Staunton, December 10 – Stainslav Shushkevich, the Belarusian president who was one of the three republic leaders who signed the Beloveshchaya Pushcha accords that ended the Soviet Union, says that its successor, the Commonwealth of Independent States tragically has become “a commonwealth of dictators.”
In his memoirs, “My Life, the Destruction and Return of the USSR, which were recently published in Moscow, Shushkevich said that when he and his colleagues signed the death certificate of the USSR, he and they had high hopes for the future of their peoples and of democracy in the region (www.charter97.org/ru/news/2012/12/8/62524/).
On the one hand, he notes, those accords meant that Russia “for the first time since 1794 ‘officially recognized the independence of Belarus, its colony on the border.” And on the other, it appeared to have created “a different configuration” in the region, one that would no longer be dominated by Russia.

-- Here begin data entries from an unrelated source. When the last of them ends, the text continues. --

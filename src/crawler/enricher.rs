//! Person detail enrichment
//!
//! The people list call only returns identifiers. The enricher fetches each
//! full record concurrently, bounded by a semaphore shared across all pages.
//! Tasks report back over a channel to a single collector, so the result
//! vector has exactly one owner.

use crate::model::Person;
use crate::HarvestError;
use async_trait::async_trait;
use std::collections::HashMap;
use std::sync::Arc;
use tokio::sync::{mpsc, Semaphore};

/// Anything that can resolve a person identifier into a full record
#[async_trait]
pub trait DetailSource: Send + Sync {
    async fn fetch_detail(&self, id: &str) -> Result<Person, HarvestError>;
}

/// An identifier whose detail lookup failed
#[derive(Debug, Clone, PartialEq, Eq)]
pub struct FailedDetail {
    pub id: String,
    pub error: String,
}

/// Result of enriching one page of identifiers
#[derive(Debug, Clone, Default)]
pub struct Enrichment {
    /// Successfully fetched people, in arrival order
    pub people: Vec<Person>,

    /// Identifiers left out of `people`
    pub failed: Vec<FailedDetail>,
}

/// Fetches full person records for a batch of identifiers
#[derive(Debug, Clone)]
pub struct DetailEnricher {
    permits: Arc<Semaphore>,
}

impl DetailEnricher {
    /// Creates an enricher allowing at most `max_in_flight` concurrent lookups
    pub fn new(max_in_flight: usize) -> Self {
        Self {
            permits: Arc::new(Semaphore::new(max_in_flight.max(1))),
        }
    }

    /// Fetches every identifier and returns whatever subset succeeded
    ///
    /// Never fails as a whole: a failed lookup is logged and reported in
    /// `Enrichment::failed`. Returns only after every lookup has finished.
    pub async fn enrich<S>(&self, source: &S, ids: Vec<String>) -> Enrichment
    where
        S: DetailSource + Clone + 'static,
    {
        let mut outstanding: HashMap<String, usize> = HashMap::new();
        let (tx, mut rx) = mpsc::channel(ids.len().max(1));

        for id in ids {
            *outstanding.entry(id.clone()).or_default() += 1;

            let tx = tx.clone();
            let source = source.clone();
            let permits = Arc::clone(&self.permits);

            tokio::spawn(async move {
                // The semaphore is never closed, so this only yields None on shutdown
                let _permit = permits.acquire_owned().await.ok();
                let result = source.fetch_detail(&id).await;
                let _ = tx.send((id, result)).await;
            });
        }
        drop(tx);

        let mut enrichment = Enrichment::default();

        while let Some((id, result)) = rx.recv().await {
            if let Some(count) = outstanding.get_mut(&id) {
                *count -= 1;
                if *count == 0 {
                    outstanding.remove(&id);
                }
            }

            match result {
                Ok(person) => enrichment.people.push(person),
                Err(e) => {
                    tracing::warn!(id = %id, error = %e, "Dropping person after failed detail fetch");
                    enrichment.failed.push(FailedDetail {
                        id,
                        error: e.to_string(),
                    });
                }
            }
        }

        // A lookup task that panicked never reported back
        for (id, count) in outstanding {
            tracing::error!(id = %id, "Detail task ended without a result");
            for _ in 0..count {
                enrichment.failed.push(FailedDetail {
                    id: id.clone(),
                    error: "detail task ended without a result".to_string(),
                });
            }
        }

        enrichment
    }
}
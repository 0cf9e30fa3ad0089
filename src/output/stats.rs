//! Run summary built from unit outcomes
//!
//! This module aggregates the outcome of every (page, kind) unit into
//! per-kind totals and prints them at the end of a run.

use crate::model::ResourceKind;
use crate::output::traits::{PublishReport, UnitOutcome, UnitStatus};
use chrono::{DateTime, Utc};
use std::collections::BTreeMap;

/// Totals for one record kind
#[derive(Debug, Clone, Copy, Default, PartialEq, Eq)]
pub struct KindTotals {
    pub units_succeeded: usize,
    pub units_partial: usize,
    pub units_failed: usize,
    pub records_fetched: usize,
    /// Person identifiers dropped after a failed detail lookup
    pub details_missing: usize,
    pub publish: PublishReport,
}

impl KindTotals {
    pub fn units(&self) -> usize {
        self.units_succeeded + self.units_partial + self.units_failed
    }

    fn record(&mut self, outcome: &UnitOutcome) {
        match &outcome.status {
            UnitStatus::Succeeded { .. } => self.units_succeeded += 1,
            UnitStatus::Partial { missing, .. } => {
                self.units_partial += 1;
                self.details_missing += missing.len();
            }
            UnitStatus::Failed { .. } => self.units_failed += 1,
        }
        self.records_fetched += outcome.fetched();
        self.publish += outcome.publish();
    }
}

/// Summary of a whole harvest run
#[derive(Debug, Clone)]
pub struct RunSummary {
    pub started_at: DateTime<Utc>,
    pub finished_at: DateTime<Utc>,

    /// Totals keyed by kind
    pub per_kind: BTreeMap<ResourceKind, KindTotals>,

    /// Every unit outcome, in completion order
    pub outcomes: Vec<UnitOutcome>,

    /// Units whose task panicked before producing an outcome
    pub aborted_units: usize,
}

impl RunSummary {
    /// Aggregates unit outcomes into a summary
    pub fn from_outcomes(
        started_at: DateTime<Utc>,
        outcomes: Vec<UnitOutcome>,
        aborted_units: usize,
    ) -> Self {
        let mut per_kind: BTreeMap<ResourceKind, KindTotals> = BTreeMap::new();
        for outcome in &outcomes {
            per_kind
                .entry(outcome.request.kind)
                .or_default()
                .record(outcome);
        }

        Self {
            started_at,
            finished_at: Utc::now(),
            per_kind,
            outcomes,
            aborted_units,
        }
    }

    /// Totals for one kind (zeroes if no unit of that kind ran)
    pub fn kind(&self, kind: ResourceKind) -> KindTotals {
        self.per_kind.get(&kind).copied().unwrap_or_default()
    }

    /// Totals across all kinds
    pub fn overall(&self) -> KindTotals {
        let mut total = KindTotals::default();
        for totals in self.per_kind.values() {
            total.units_succeeded += totals.units_succeeded;
            total.units_partial += totals.units_partial;
            total.units_failed += totals.units_failed;
            total.records_fetched += totals.records_fetched;
            total.details_missing += totals.details_missing;
            total.publish += totals.publish;
        }
        total
    }

    /// Number of units launched, including aborted ones
    pub fn total_units(&self) -> usize {
        self.outcomes.len() + self.aborted_units
    }

    /// Returns true if any unit failed, aborted, or was partial
    pub fn has_failures(&self) -> bool {
        let overall = self.overall();
        overall.units_failed > 0 || overall.units_partial > 0 || self.aborted_units > 0
    }

    /// Returns true if at least one unit ran and none of them completed
    pub fn is_complete_failure(&self) -> bool {
        let overall = self.overall();
        self.total_units() > 0 && overall.units_succeeded == 0 && overall.units_partial == 0
    }

    /// Run duration in whole seconds
    pub fn duration_seconds(&self) -> i64 {
        (self.finished_at - self.started_at).num_seconds()
    }
}

/// Prints the summary to stdout in a formatted manner
pub fn print_summary(summary: &RunSummary, config_hash: Option<&str>) {
    println!("=== Harvest Summary ===\n");

    println!("Started:  {}", summary.started_at.to_rfc3339());
    println!("Finished: {}", summary.finished_at.to_rfc3339());
    println!("Duration: {}s", summary.duration_seconds());
    if let Some(hash) = config_hash {
        println!("Config:   {}", hash);
    }
    println!();

    for kind in ResourceKind::ALL {
        let totals = summary.kind(kind);
        println!("{}:", kind);
        println!(
            "  Units: {} ok, {} partial, {} failed",
            totals.units_succeeded, totals.units_partial, totals.units_failed
        );
        println!("  Records fetched: {}", totals.records_fetched);
        if totals.details_missing > 0 {
            println!("  Details missing: {}", totals.details_missing);
        }
        println!(
            "  Log writes: {} ok, {} failed",
            totals.publish.log_written, totals.publish.log_failed
        );
        println!(
            "  Key/value writes: {} ok, {} failed",
            totals.publish.kv_written, totals.publish.kv_failed
        );
    }
    println!();

    let failed: Vec<_> = summary.outcomes.iter().filter(|o| o.is_failed()).collect();
    if !failed.is_empty() {
        println!("Failed Units ({}):", failed.len());
        for outcome in failed {
            if let UnitStatus::Failed { error } = &outcome.status {
                println!("  - {}: {}", outcome.request, error);
            }
        }
        println!();
    }

    if summary.aborted_units > 0 {
        println!("Aborted Units: {}\n", summary.aborted_units);
    }

    let overall = summary.overall();
    println!(
        "Result: {} / {} units completed, {} records fetched",
        overall.units_succeeded + overall.units_partial,
        summary.total_units(),
        overall.records_fetched
    );
}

But “after the end of Boris Yeltsin’s presidency,” Shushkevich continues, “Russia began to return to itself all its old command positions through the use of the support of the authoritarian rulers” in almost all of the 11 other members of the CIS.
As Shushkevich writes, “the collapse of the USSR as a geopolitical reality took place in fact in August 1991” at the time of the failed coup. But even the leaders of the three republics which took part in the Beloveshchaya meeting were “afraid to say so directly to anyone.” And they drew courage from a somewhat unusual source.
Shushkevich says that as a result, he has “always loved Soviet philosophers because the proposal to formulate the main points of the Beloveshchaya agreement came from Gennady Burbulis, a philosopher by education.” And it was because of his arguments that the three presidents declared that “the USSR as a geopolitical reality and subject of international law had ceased to exist.”
Unfortunately, the Belarusian leader says, the hopes of 1991 have not been realized. “At present, the CIS has been converted into a community of dictators. Among the former republics of the Soviet Union, there is hope only in three – Georgia, Moldova and so far Ukraine – that democracy will soon rule the scene.”
In Ukraine, despite everything, Shushkevich continues, “power has been transferred from one person to another after elections” and “there the people control the process of elections and the elections are more or less democratic.” As far as the other states are concern, there “dictators rule.”
“In the first instance,” that is true in Belarus, he concludes. “And now it is more logical to consider that the CIS has been transformed into a community of dictatorships,” a return in some ways to “what existed in the Soviet Union.” That country was a dictatorship, a dictatorship of the party and a dictatorship of the first person.”
Thus, Shushkevich says with regret given all the hopes he and others had more than twenty years ago, “the Soviet orders are in fact returning from the top down.”